Section: Arts

Männerchor: new a capella group that is classically “bro”

Männerchor: new a capella group that is classically “bro”

Anna Dunlavey, Collegian

By Lauren Katz

The self-described fan boys of classical vocals will soon don tuxes for a performance of their own. For five years, Colla Voce has brought classical a cappella music to the Kenyon campus in the form of concerts and Christmas carols. In the process, they even inspired eight Kenyon men to follow a similar path toward their classical music dreams. This coming Sunday, Dec. 14, Kenyon College Männerchor, originally known as “Colla Broce,” will perform in public for the first time in Brandi Recital Hall at 3 p.m.

Männerchor may be an established group now, but they began as a spin-off of Colla Voce last semester. Group president Conor Dugan ’15 jokingly approached Colla Voce member Julia Morris ’15 about forming a group to open for their spring concert.

“[Dugan] came up to me and said, ‘It would be really funny, right? If we got a bunch of the Colla fan boys together from Chamber Singers and we sang a song for you guys and opened your concert,’” Morris said. “I thought that was a great idea, and I talked to Colla about it and they were psyched.”

The joke quickly became a reality. Dugan, along with Sam Larson ’17, Andrew Perricone ’17, Henry Quillian ’17, Will Quam ’14 and Michael Harris ’14, formed a small male a cappella group, and as they sang odes to Colla Voce they even adopted nicknames in tribute to members of the female group.

“They put together ‘Ave Maria,’ and even introduced themselves as joke names of us, so like [Perricone] introduced himself as ‘Laurent’ Melville,” a play on the name of Colla Voce member Lauren Melville ’17, according to Morris. “But they changed the words [of ‘Ave Maria’] to  ‘we love, we love Colla Voce,’ so basically a Colla Fan Club.”

And so, Kenyon College Männerchor was born, but their journey was far from over. Performing as a group was a rewarding experience, and they knew they wanted to continue. Quam and Harris graduated along the way, but the remaining four held auditions in the fall of this year. Peter Birren ’15, Austin Cody ’18, Henry Toohey ’18 and James Wojtal ’18 were welcomed with open arms, and the four became an ensemble of eight.

In addition to being a brand-new group, Männerchor dealt with the  challenge of holding auditions later in the semester.

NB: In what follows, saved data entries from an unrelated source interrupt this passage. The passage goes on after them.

use std::sync::LazyLock;

use anyhow::Context;
use decode_bus::BusConfig;
use serde::Deserialize;

const CONFIG_ENV: &str = "NVR_DISPLAY_CONFIG";

#[derive(Debug, Deserialize)]
#[serde(default)]
pub struct NvrConfig {
    api_addr: String,
    bus: BusConfig,
}

impl Default for NvrConfig {
    fn default() -> Self {
        Self {
            api_addr: "0.0.0.0:8080".to_string(),
            bus: BusConfig::default(),
        }
    }
}

impl NvrConfig {
    /// Reads the file named by `NVR_DISPLAY_CONFIG`, defaults when unset.
    fn load() -> anyhow::Result<Self> {
        let Ok(path) = std::env::var(CONFIG_ENV) else {
            return Ok(Self::default());
        };
        let text = std::fs::read_to_string(&path).with_context(|| format!("read {}", path))?;
        let config: Self =
            serde_json::from_str(&text).with_context(|| format!("parse {}", path))?;
        config.bus.validate().with_context(|| format!("validate {}", path))?;
        Ok(config)
    }

    pub fn api_addr(&self) -> &str {
        &self.api_addr
    }

    pub fn bus(&self) -> &BusConfig {
        &self.bus
    }
}

pub fn config() -> &'static NvrConfig {
    static CONFIG: LazyLock<NvrConfig> = LazyLock::new(|| {
        NvrConfig::load().unwrap_or_else(|e| {
            eprintln!("Error loading config: {:#}", e);
            std::process::exit(1);
        })
    });
    &CONFIG
}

The original four had been unsure if a concert this year would even be possible.

“What kind of happened is we didn’t start at the beginning of the year with the four original members; we just talked about it,” Dugan said. “We thought, ‘We like the four of us, but then what about new members?’ We just needed to see who would come to us, and we were very lucky we had some very talented people audition.”

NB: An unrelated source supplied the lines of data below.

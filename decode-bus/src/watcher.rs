//! Background display watcher.
//!
//! The driver's hot-plug callback only drops a message into the watcher's
//! mailbox; all re-negotiation happens on the watcher thread.

use std::sync::mpsc::{self, RecvTimeoutError};
use std::sync::{Arc, Mutex, PoisonError};
use std::thread::JoinHandle;
use std::time::Duration;

use serde::Serialize;
use tokio_util::sync::CancellationToken;

use crate::hdmi::{self, ColorFormat, DisplayMode, Tier};
use crate::hw::{HotplugCallback, HotplugEvent, MediaPlatform};
use crate::geometry::Layout;

const POLL_INTERVAL: Duration = Duration::from_millis(200);

/// What the display subsystem is currently running with.
#[derive(Clone, Copy, Debug, PartialEq, Eq, Serialize)]
pub struct DisplayInfo {
    pub preferred: Tier,
    pub mode: DisplayMode,
    pub color: ColorFormat,
    pub layout: Layout,
}

#[derive(Clone, Copy, Debug, PartialEq, Eq)]
pub enum DisplayEvent {
    Connected(DisplayMode),
    Disconnected,
    ColorChanged(ColorFormat),
    /// The sink now wants a different mode. The display pipeline cannot be
    /// switched live; the process has to be restarted.
    ModeChanged {
        running: DisplayMode,
        negotiated: DisplayMode,
    },
}

impl DisplayEvent {
    pub fn is_fatal(&self) -> bool {
        matches!(self, DisplayEvent::ModeChanged { .. })
    }
}

enum WatcherMsg {
    Hotplug(HotplugEvent),
    Shutdown,
}

pub struct HotplugWatcher {
    cancel: CancellationToken,
    wake: mpsc::Sender<WatcherMsg>,
    handle: Option<JoinHandle<()>>,
}

impl HotplugWatcher {
    pub fn spawn(
        platform: Arc<dyn MediaPlatform>,
        display: Arc<Mutex<DisplayInfo>>,
        events: tokio::sync::mpsc::Sender<DisplayEvent>,
    ) -> std::io::Result<Self> {
        let cancel = CancellationToken::new();
        let (wake, rx) = mpsc::channel();
        let cancel_clone = cancel.clone();
        let handle = std::thread::Builder::new()
            .name("hdmi-watcher".to_string())
            .spawn(move || Self::watch_loop(platform, display, cancel_clone, rx, events))?;
        Ok(Self {
            cancel,
            wake,
            handle: Some(handle),
        })
    }

    /// Callback to hand to the driver.
    pub fn waker(&self) -> HotplugCallback {
        let wake = self.wake.clone();
        Box::new(move |event| {
            let _ = wake.send(WatcherMsg::Hotplug(event));
        })
    }

    pub fn is_running(&self) -> bool {
        self.handle.as_ref().is_some_and(|h| !h.is_finished())
    }

    pub fn stop(&mut self) {
        self.cancel.cancel();
        let _ = self.wake.send(WatcherMsg::Shutdown);
        if let Some(handle) = self.handle.take() {
            if handle.join().is_err() {
                log::error!("hdmi: watcher thread panicked");
            }
        }
    }

    fn watch_loop(
        platform: Arc<dyn MediaPlatform>,
        display: Arc<Mutex<DisplayInfo>>,
        cancel: CancellationToken,
        rx: mpsc::Receiver<WatcherMsg>,
        events: tokio::sync::mpsc::Sender<DisplayEvent>,
    ) {
        let mut color_dirty = false;
        loop {
            if cancel.is_cancelled() {
                break;
            }
            match rx.recv_timeout(POLL_INTERVAL) {
                Ok(WatcherMsg::Hotplug(event)) => {
                    log::info!("hdmi: hot-plug event {:?}", event);
                    if matches!(event, HotplugEvent::Plugged | HotplugEvent::CapsChanged) {
                        color_dirty = true;
                    }
                    if !Self::recheck(platform.as_ref(), &display, &mut color_dirty, &events) {
                        break;
                    }
                }
                Ok(WatcherMsg::Shutdown) => break,
                Err(RecvTimeoutError::Timeout) => (),
                Err(RecvTimeoutError::Disconnected) => break,
            }
        }
        log::debug!("hdmi: watcher exited");
    }

    /// Returns `false` once the running mode is no longer valid.
    fn recheck(
        platform: &dyn MediaPlatform,
        display: &Mutex<DisplayInfo>,
        color_dirty: &mut bool,
        events: &tokio::sync::mpsc::Sender<DisplayEvent>,
    ) -> bool {
        match platform.display_connected() {
            Ok(true) => {}
            Ok(false) => {
                log::warn!("hdmi: display disconnected");
                let _ = events.try_send(DisplayEvent::Disconnected);
                return true;
            }
            Err(e) => {
                log::error!("hdmi: {}", e);
                return true;
            }
        }

        if *color_dirty {
            let color = hdmi::negotiate_color(platform);
            display.lock().unwrap_or_else(PoisonError::into_inner).color = color;
            *color_dirty = false;
            let _ = events.try_send(DisplayEvent::ColorChanged(color));
        }

        let (preferred, running) = {
            let info = display.lock().unwrap_or_else(PoisonError::into_inner);
            (info.preferred, info.mode)
        };
        let negotiated = hdmi::negotiate(platform, preferred);
        if negotiated != running {
            log::error!(
                "hdmi: sink wants {} while running {}, restart required",
                negotiated,
                running
            );
            if events
                .blocking_send(DisplayEvent::ModeChanged {
                    running,
                    negotiated,
                })
                .is_err()
            {
                log::error!("hdmi: nobody is listening for the restart request");
            }
            return false;
        }
        let _ = events.try_send(DisplayEvent::Connected(running));
        true
    }
}

impl Drop for HotplugWatcher {
    fn drop(&mut self) {
        self.stop();
    }
}

#[cfg(test)]
mod tests {
    use super::*;
    use crate::hdmi::ColorCaps;
    use crate::sim::SimPlatform;

    fn info(mode: DisplayMode) -> Arc<Mutex<DisplayInfo>> {
        Arc::new(Mutex::new(DisplayInfo {
            preferred: Tier::Fhd1080,
            mode,
            color: ColorFormat::Rgb,
            layout: Layout::Four,
        }))
    }

    #[tokio::test]
    async fn mode_change_is_reported_and_stops_the_watcher() {
        let sim = Arc::new(SimPlatform::new());
        let (tx, mut rx) = tokio::sync::mpsc::channel(8);
        let mut watcher =
            HotplugWatcher::spawn(sim.clone(), info(DisplayMode::new(1920, 1080, 60)), tx)
                .unwrap();
        sim.register_hotplug(watcher.waker()).unwrap();

        sim.set_sink_modes(vec![DisplayMode::new(1280, 720, 60)]);
        assert!(sim.trigger_hotplug(HotplugEvent::Plugged));

        let mut fatal = None;
        while let Some(event) = rx.recv().await {
            if event.is_fatal() {
                fatal = Some(event);
                break;
            }
        }
        assert_eq!(
            fatal,
            Some(DisplayEvent::ModeChanged {
                running: DisplayMode::new(1920, 1080, 60),
                negotiated: DisplayMode::new(1280, 720, 60),
            })
        );
        watcher.stop();
        assert!(!watcher.is_running());
    }

    #[tokio::test]
    async fn same_mode_replug_renegotiates_color_only() {
        let sim = Arc::new(SimPlatform::new());
        let display = info(DisplayMode::new(1920, 1080, 60));
        let (tx, mut rx) = tokio::sync::mpsc::channel(8);
        let mut watcher = HotplugWatcher::spawn(sim.clone(), display.clone(), tx).unwrap();
        sim.register_hotplug(watcher.waker()).unwrap();

        sim.trigger_hotplug(HotplugEvent::Plugged);
        assert_eq!(
            rx.recv().await,
            Some(DisplayEvent::ColorChanged(ColorFormat::YCbCr444))
        );
        assert_eq!(
            rx.recv().await,
            Some(DisplayEvent::Connected(DisplayMode::new(1920, 1080, 60)))
        );
        assert_eq!(display.lock().unwrap().color, ColorFormat::YCbCr444);
        assert!(watcher.is_running());
        watcher.stop();
    }

    #[tokio::test]
    async fn sink_without_444_falls_back_to_rgb() {
        let sim = Arc::new(SimPlatform::new());
        let display = info(DisplayMode::new(1920, 1080, 60));
        display.lock().unwrap().color = ColorFormat::YCbCr444;
        let (tx, mut rx) = tokio::sync::mpsc::channel(8);
        let mut watcher = HotplugWatcher::spawn(sim.clone(), display.clone(), tx).unwrap();
        sim.register_hotplug(watcher.waker()).unwrap();

        sim.set_color_caps(ColorCaps {
            rgb: true,
            ycbcr444: false,
            ycbcr422: true,
        });
        sim.trigger_hotplug(HotplugEvent::CapsChanged);
        assert_eq!(
            rx.recv().await,
            Some(DisplayEvent::ColorChanged(ColorFormat::Rgb))
        );
        assert_eq!(
            rx.recv().await,
            Some(DisplayEvent::Connected(DisplayMode::new(1920, 1080, 60)))
        );
        assert_eq!(display.lock().unwrap().color, ColorFormat::Rgb);
        assert_eq!(sim.color_format(), Some(ColorFormat::Rgb));
        watcher.stop();
    }

    #[tokio::test]
    async fn unplug_is_not_fatal() {
        let sim = Arc::new(SimPlatform::new());
        let (tx, mut rx) = tokio::sync::mpsc::channel(8);
        let mut watcher =
            HotplugWatcher::spawn(sim.clone(), info(DisplayMode::new(1920, 1080, 60)), tx)
                .unwrap();
        sim.register_hotplug(watcher.waker()).unwrap();
        sim.set_connected(false);
        sim.trigger_hotplug(HotplugEvent::Unplugged);
        assert_eq!(rx.recv().await, Some(DisplayEvent::Disconnected));
        assert!(watcher.is_running());
        watcher.stop();
    }
}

Männerchor has attracted musicians with experience in multiple groups on campus. In addition to seven of the eight being members of Chamber Singers, Männerchor includes three members of the Ransom Notes, one member of the Kokosingers and one member of Take Five.

“I was in high school chorus, and they sang mostly classical music,” Toohey said. “I also played the French horn for the last nine or 10 years, and that is definitely only classical music, … [so] I thought this would be fun.”

What attracted Perricone to Männerchor, however, was how its classical repertoire would be different from those of other groups on campus.

“When I first came to Kenyon, I tried out for a couple a cappella groups and didn’t get in,” Perricone said. “But I really wanted to do more classical stuff. I had actually tried to start a group with a couple of my friends and it just didn’t really pan out. We were all freshmen and trying to figure out college; it just wasn’t going to happen.”

That inexperienced first year soon became the musical director of Männerchor and he described the experience as challenging but rewarding.

“I have never music-directed anything before,” Perricone said. “We have all sort of been figuring out how this works, and I think even if we had the experience, we are still making a new group and that involves a new culture. But I’m really happy with how it’s gone.”

“Coming forward, I feel we will be able to accomplish a lot more than we thought we would,” Dugan said. “It has exceeded my expectations, and we are having fun.”

The current success leaves the founding members hopeful for Männerchor’s future, beginning with new members. Dugan will graduate in the spring but is excited to see how the group could blossom as it gains more experience.

“To a certain extent, the group is only as strong as the singers in it,” Dugan said. “I know that as this group continues and becomes an established group on campus, we are going to see freshmen coming in and experiencing it as something that is not new, but established. They won’t know that we are just a beginning group, which is how a lot of singers might see us now.”

Perricone has high hopes as well, and even has dreams of incorporating Männerchor’s sister group, Colla Voce.

“We have talked about maybe someday doing a combined concert,” Perricone said. “I think it would probably be just one semester, instead of either of us having separate concerts. The way I am envisioning it is that we would have individual songs, and then combined songs interspersed.”

Colla Broce may have started on a whim, but Männerchor is ready to be taken seriously.